**TASK DIRECTIONS:** Wherever "differs" shows up in the records below, copy the whole line.

**PROVIDED RECORDS:**
// THEORY:
// The `FrameComparator` is the measuring instrument of the engine. Given the
// reference frame, the latest frame and a region mask, it produces one number per
// criterion, each on the 0..=100 scale. It makes no decisions; thresholds live in
// the `DetectionPolicy`.
//
// Key architectural principles & algorithm steps:
// 1.  **Mask first**: The region mask is resolved once per comparison into a
//     per-pixel boolean grid. Pixel centers are mapped into percent space
//     (`(x + 0.5) / width * 100`) before testing region membership, so regions
//     keep their meaning across frame sizes.
// 2.  **Pixel ratio**: A considered pixel is "changed" when its channel delta
//     exceeds `765 * sensitivity / 100`. The ratio is changed / considered.
// 3.  **Color-block ratio**: The frame is tiled into `block_size` squares. Each
//     block pools its considered pixels into a `Chunk`, and the block is "changed"
//     when the delta of the two block averages exceeds the same cutoff. The ratio
//     is the share of considered pixels living in changed blocks, so it grows with
//     both the magnitude and the area of a color shift.
// 4.  **Text confidence**: Delegated to a `TextChangeProbe`. Without one wired in,
//     `NoTextProbe` reports 0 and the text criterion can never fire.
// 5.  **No division by zero**: When the mask considers no pixel at all, every ratio
//     is 0. An empty mask never produces a spurious alert.

use std::sync::Arc;

use crate::core_modules::chunk::chunk::Chunk;
use crate::core_modules::frame::Frame;
use crate::core_modules::percent::{Percent, clamp_percent};
use crate::core_modules::pixel::pixel::MAX_CHANNEL_DELTA;
use crate::core_modules::policy::Criterion;
use crate::core_modules::region::RegionMask;
use crate::error::Result;

/// Default edge length, in pixels, of a color block.
pub const DEFAULT_BLOCK_SIZE: u32 = 8;

/// Raw per-criterion measurements for one frame pair, all in `[0, 100]`.
#[derive(Debug, Clone, Copy, PartialEq, Default)]
pub struct ChangeMetrics {
    /// Percentage of considered pixels whose channel delta exceeded the cutoff.
    pub pixel_ratio: f64,
    /// Percentage of considered area lying in changed color blocks.
    pub color_block_ratio: f64,
    /// Confidence that textual content changed.
    pub text_confidence: f64,
    /// How many pixels the region mask let through.
    pub considered_pixels: usize,
}

impl ChangeMetrics {
    pub fn metric(&self, criterion: Criterion) -> f64 {
        match criterion {
            Criterion::Pixel => self.pixel_ratio,
            Criterion::Color => self.color_block_ratio,
            Criterion::Text => self.text_confidence,
        }
    }
}

/// External recognizer for text content changes.
pub trait TextChangeProbe: Send + Sync {
    /// Confidence, in percent, that the text inside the mask differs between frames.
    fn confidence(&self, reference: &Frame, current: &Frame, mask: &RegionMask) -> f64;
}

/// Stand-in probe used when no recognizer is wired: always 0.
#[derive(Debug, Clone, Copy, Default)]
pub struct NoTextProbe;

impl TextChangeProbe for NoTextProbe {
    fn confidence(&self, _reference: &Frame, _current: &Frame, _mask: &RegionMask) -> f64 {
        0.0
    }
}

/// Computes change metrics for pairs of equally sized frames.
#[derive(Clone)]
pub struct FrameComparator {
    block_size: u32,
    text_probe: Arc<dyn TextChangeProbe>,
}

impl Default for FrameComparator {
    fn default() -> Self {
        Self::new()
    }
}

impl std::fmt::Debug for FrameComparator {
    fn fmt(&self, f: &mut std::fmt::Formatter<'_>) -> std::fmt::Result {
        f.debug_struct("FrameComparator")
            .field("block_size", &self.block_size)
            .finish_non_exhaustive()
    }
}

impl FrameComparator {
    pub fn new() -> Self {
        Self {
            block_size: DEFAULT_BLOCK_SIZE,
            text_probe: Arc::new(NoTextProbe),
        }
    }

    /// Sets the color-block edge length. Zero is treated as one.
    pub fn with_block_size(mut self, block_size: u32) -> Self {
        self.block_size = block_size.max(1);
        self
    }

    pub fn with_text_probe(mut self, probe: Arc<dyn TextChangeProbe>) -> Self {
        self.text_probe = probe;
        self
    }

    pub fn block_size(&self) -> u32 {
        self.block_size
    }

    /// Measures how much `current` differs from `reference` inside `mask`.
    ///
    /// Fails with `DimensionMismatch` when the frames differ in size.
    pub fn compare(
        &self,
        reference: &Frame,
        current: &Frame,
        mask: &RegionMask,
        sensitivity: Percent,
    ) -> Result<ChangeMetrics> {
        reference.ensure_same_dimensions(current)?;

        let considered = consideration_grid(reference.width(), reference.height(), mask);
        let considered_pixels = match &considered {
            Some(grid) => grid.iter().filter(|&&inside| inside).count(),
            None => reference.pixel_count(),
        };
        if considered_pixels == 0 {
            return Ok(ChangeMetrics::default());
        }

        let cutoff = MAX_CHANNEL_DELTA as f64 * sensitivity.fraction();
        let is_considered = |x: u32, y: u32| match &considered {
            Some(grid) => grid[y as usize * reference.width() as usize + x as usize],
            None => true,
        };

        let changed_pixels = self.count_changed_pixels(reference, current, cutoff, &is_considered);
        let changed_block_area = self.changed_block_area(reference, current, cutoff, &is_considered);

        Ok(ChangeMetrics {
            pixel_ratio: ratio(changed_pixels, considered_pixels),
            color_block_ratio: ratio(changed_block_area, considered_pixels),
            text_confidence: clamp_percent(self.text_probe.confidence(reference, current, mask)),
            considered_pixels,
        })
    }

    fn count_changed_pixels(
        &self,
        reference: &Frame,
        current: &Frame,
        cutoff: f64,
        is_considered: &impl Fn(u32, u32) -> bool,
    ) -> usize {
        let mut changed = 0;
        for y in 0..reference.height() {
            for x in 0..reference.width() {
                if !is_considered(x, y) {
                    continue;
                }
                let delta = reference.pixel_at(x, y).channel_delta(&current.pixel_at(x, y));
                if delta as f64 > cutoff {
                    changed += 1;
                }
            }
        }
        changed
    }

    /// Number of considered pixels that belong to a changed block.
    fn changed_block_area(
        &self,
        reference: &Frame,
        current: &Frame,
        cutoff: f64,
        is_considered: &impl Fn(u32, u32) -> bool,
    ) -> usize {
        let block = self.block_size;
        let capacity = (block as usize * block as usize).min(reference.pixel_count());
        let mut area = 0;

        for block_y in (0..reference.height()).step_by(block as usize) {
            for block_x in (0..reference.width()).step_by(block as usize) {
                let mut before = Chunk::with_capacity(capacity);
                let mut after = Chunk::with_capacity(capacity);

                let y_end = block_y.saturating_add(block).min(reference.height());
                let x_end = block_x.saturating_add(block).min(reference.width());
                for y in block_y..y_end {
                    for x in block_x..x_end {
                        if is_considered(x, y) {
                            before.push(reference.pixel_at(x, y));
                            after.push(current.pixel_at(x, y));
                        }
                    }
                }

                if before.is_empty() {
                    continue;
                }
                let delta = before.average_pixel().channel_delta(&after.average_pixel());
                if delta as f64 > cutoff {
                    area += before.len();
                }
            }
        }
        area
    }
}

/// Resolves a mask into a row-major grid of "considered" flags.
/// `None` means every pixel is considered.
fn consideration_grid(width: u32, height: u32, mask: &RegionMask) -> Option<Vec<bool>> {
    let regions = match mask {
        RegionMask::WholeFrame => return None,
        RegionMask::Regions(regions) => regions,
    };

    let to_percent = |index: u32, extent: u32| (index as f64 + 0.5) / extent as f64 * 100.0;
    let mut grid = vec![false; width as usize * height as usize];
    for y in 0..height {
        let py = to_percent(y, height);
        for x in 0..width {
            let px = to_percent(x, width);
            grid[y as usize * width as usize + x as usize] =
                regions.iter().any(|region| region.contains(px, py));
        }
    }
    Some(grid)
}

fn ratio(part: usize, whole: usize) -> f64 {
    if whole == 0 {
        0.0
    } else {
        part as f64 / whole as f64 * 100.0
    }
}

**SOLUTION FOR THIS PROBLEM:**
    /// Confidence, in percent, that the text inside the mask differs between frames.
    /// Measures how much `current` differs from `reference` inside `mask`.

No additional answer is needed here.